As próximas eleições presidenciais serão decididas por cerca de 10% dos eleitores, que não se identificam com o campo político lulista ou bolsonarista. Metade desse contingente de não comprometidos é composta pelos chamados microempreendedores.
Em 2022, votaram no candidato petista 52% deles. Agora, aprovam seu governo não mais de 45%. Os dados são do pesquisador Felipe Nunes, diretor da Quaest e professor da Fundação Getúlio Vargas. Se outros motivos não houvessem, bastaria esse a demandar que se entenda o que move tal grupo de trabalhadores, ocupantes de pouco menos da metade do mercado informal, estimado em 2023 pelo IBGE em 38,7% da força de trabalho.
Há controvérsias sobre quem sejam esses cidadãos. Certamente o são os autônomos informais —vendedores ambulantes; cabeleireiras; pedreiros; motoristas de táxi etc.—; os donos de pequenos negócios sem CNPJ; e os microempreendedores individuais formalizados por uma lei de 2008. Disputas cercam os trabalhadores de plataformas digitais —motoristas de aplicativo; entregadores de comida; e outros profissionais especializados— cuja autonomia para empreender é contestada por muitos estudiosos.
Se empreendedorismo é denominação recente, o fenômeno é bem mais antigo; remonta à CLT (Consolidação das Leis do Trabalho), promulgada em 1943 —anterior, portanto, às políticas neoliberais. Sem condições de abranger o conjunto dos trabalhadores, a octogenária CLT terminou por segmentá-los entre participantes do mercado formal, detentores de direitos trabalhistas, e os que deles não se beneficiavam e compunham o setor informal. Ao longo do tempo e ao sabor da conjuntura econômica, ele abrigou entre 40% e 60% dos trabalhadores ocupados.
O primeiro documento governamental a falar em empreendedorismo foi um estudo da Secretaria de Assuntos Estratégicos da Presidência na gestão de Roberto Mangabeira Unger (2007-09). O filósofo e professor de Harvard —cuja aguda inteligência só perde para seu escasso senso político prático— foi também o primeiro a chamar a atenção para a revolução subjetiva, no plano da consciência coletiva, trazida por aqueles que denominou “pobres batalhadores”; gente que, sem esperar pelo empurrão do Estado para ascender, revelava uma “nova cultura da autoajuda e da iniciativa”. Nos empreendedores, ele viu a possível base social para uma renovada política de desenvolvimento: menos estatista e paternalista, mais habilitadora.
Estudos com base nos dados dos institutos Latinobarômetro e Lapop confirmam o diagnóstico de Unger. Os empreendedores parecem valorizar a iniciativa individual, a liberdade de escolha e a meritocracia. Ademais, tendem a ser conservadores nos costumes; desconfiam —como muitos outros brasileiros— dos partidos e do Estado; e são sensíveis ao apelo da antipolítica.

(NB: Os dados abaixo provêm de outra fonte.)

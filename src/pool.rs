/*! Paged, index-stable resource pools.
 *
 * Elements live in fixed-size boxed pages, so a slot's address never changes
 * for the lifetime of the pool. Freed slots are recycled through a free list.
 * Mutation is serialized behind one mutex; reads that go through a
 * [`crate::handle::Handle`] are lock-free because a live handle keeps its
 * slot occupied.
 */

use std::{cell::UnsafeCell, ptr::NonNull};

use parking_lot::Mutex;

pub(crate) const PAGE_SIZE: usize = 16;

/// `{ page: u16, offset: u16 }` packed into a `u32`, widened to `u64` when it
/// crosses the handle boundary.
#[derive(Clone, Copy, Debug, PartialEq, Eq, Hash)]
pub(crate) struct PoolIndex(u32);

impl PoolIndex {
    pub(crate) const INVALID: Self = Self(u32::MAX);

    pub(crate) fn new(page: u16, offset: u16) -> Self {
        Self(((page as u32) << 16) | offset as u32)
    }

    pub(crate) fn page(self) -> usize {
        (self.0 >> 16) as usize
    }

    pub(crate) fn offset(self) -> usize {
        (self.0 & 0xffff) as usize
    }

    pub(crate) fn to_u64(self) -> u64 {
        self.0 as u64
    }

    pub(crate) fn from_u64(id: u64) -> Self {
        if id > u32::MAX as u64 {
            Self::INVALID
        } else {
            Self(id as u32)
        }
    }
}

struct Page<T> {
    slots: [UnsafeCell<Option<T>>; PAGE_SIZE],
}

impl<T> Page<T> {
    fn new() -> Box<Self> {
        Box::new(Self {
            slots: std::array::from_fn(|_| UnsafeCell::new(None)),
        })
    }
}

struct PoolInner<T> {
    pages: Vec<Box<Page<T>>>,
    free: Vec<PoolIndex>,
    // Number of slots handed out from the last page.
    tail: usize,
}

pub(crate) struct Pool<T> {
    inner: Mutex<PoolInner<T>>,
}

// Slots are reached through raw pointers held by handles; the pool itself
// only requires the usual bounds on the element type.
unsafe impl<T: Send> Send for Pool<T> {}
unsafe impl<T: Send + Sync> Sync for Pool<T> {}

impl<T> Default for Pool<T> {
    fn default() -> Self {
        Self {
            inner: Mutex::new(PoolInner {
                pages: Vec::new(),
                free: Vec::new(),
                tail: PAGE_SIZE,
            }),
        }
    }
}

impl<T> Pool<T> {
    /// Inserts `value` and returns its index together with a pointer to the
    /// slot. The pointer stays valid until [`Pool::remove`] frees the slot.
    pub(crate) fn insert(&self, value: T) -> (PoolIndex, NonNull<T>) {
        let mut inner = self.inner.lock();

        let index = match inner.free.pop() {
            Some(index) => index,
            None => {
                if inner.tail == PAGE_SIZE {
                    inner.pages.push(Page::new());
                    inner.tail = 0;
                }
                let index = PoolIndex::new((inner.pages.len() - 1) as u16, inner.tail as u16);
                inner.tail += 1;
                index
            }
        };

        let cell = &inner.pages[index.page()].slots[index.offset()];
        unsafe {
            *cell.get() = Some(value);
            let ptr = (*cell.get()).as_mut().unwrap() as *mut T;
            (index, NonNull::new_unchecked(ptr))
        }
    }

    /// Frees the slot at `index`, returning the element it held. The caller
    /// must guarantee no live pointer into the slot remains.
    pub(crate) fn remove(&self, index: PoolIndex) -> Option<T> {
        let mut inner = self.inner.lock();

        let page = index.page();
        let offset = index.offset();
        if page >= inner.pages.len() || offset >= PAGE_SIZE {
            return None;
        }

        let value = unsafe { (*inner.pages[page].slots[offset].get()).take() };
        if value.is_some() {
            inner.free.push(index);
        }
        value
    }

    pub(crate) fn get(&self, index: PoolIndex) -> Option<NonNull<T>> {
        let inner = self.inner.lock();

        let page = index.page();
        let offset = index.offset();
        if page >= inner.pages.len() || offset >= PAGE_SIZE {
            return None;
        }

        unsafe { (*inner.pages[page].slots[offset].get()).as_mut().map(NonNull::from) }
    }

    /// Drains every live element. Used during device teardown.
    pub(crate) fn drain(&self) -> Vec<T> {
        let mut inner = self.inner.lock();

        let mut drained = Vec::new();
        for page in &inner.pages {
            for cell in &page.slots {
                if let Some(value) = unsafe { (*cell.get()).take() } {
                    drained.push(value);
                }
            }
        }
        inner.pages.clear();
        inner.free.clear();
        inner.tail = PAGE_SIZE;
        drained
    }
}

#[cfg(test)]
mod tests {
    use super::*;

    #[test]
    fn index_packing() {
        let index = PoolIndex::new(3, 7);
        assert_eq!(index.page(), 3);
        assert_eq!(index.offset(), 7);
        assert_eq!(PoolIndex::from_u64(index.to_u64()), index);
        assert_eq!(PoolIndex::from_u64(u64::MAX), PoolIndex::INVALID);
    }

    #[test]
    fn slots_are_address_stable_across_growth() {
        let pool: Pool<u64> = Pool::default();
        let (first_index, first_ptr) = pool.insert(1);

        // Force several page allocations.
        for value in 2..100u64 {
            pool.insert(value);
        }

        let current = pool.get(first_index).unwrap();
        assert_eq!(current.as_ptr(), first_ptr.as_ptr());
        assert_eq!(unsafe { *current.as_ref() }, 1);
    }

    #[test]
    fn removed_slots_are_reused() {
        let pool: Pool<String> = Pool::default();
        let (a, _) = pool.insert("a".into());
        let (b, _) = pool.insert("b".into());

        assert_eq!(pool.remove(a), Some("a".into()));
        let (c, _) = pool.insert("c".into());
        assert_eq!(c, a);

        assert_eq!(pool.remove(b), Some("b".into()));
        assert_eq!(pool.remove(b), None);
        assert!(pool.get(b).is_none());
        assert!(pool.get(c).is_some());
    }

    #[test]
    fn drain_empties_the_pool() {
        let pool: Pool<u32> = Pool::default();
        for value in 0..40 {
            pool.insert(value);
        }
        let mut drained = pool.drain();
        drained.sort_unstable();
        assert_eq!(drained.len(), 40);
        assert_eq!(drained[0], 0);
        assert_eq!(drained[39], 39);
    }
}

É contraproducente rotulá-los como pobres precarizados que, pelas artimanhas da falsa consciência, não se percebem como tal e, por isso, são capturados pelo discurso da direita. Convém tomar a sério suas visões do mundo, ancoradas na experiência de vida, e propor políticas que lhes façam sentido.
Até porque, como tudo indica, seus corações e mentes estarão no centro da disputa de 2026.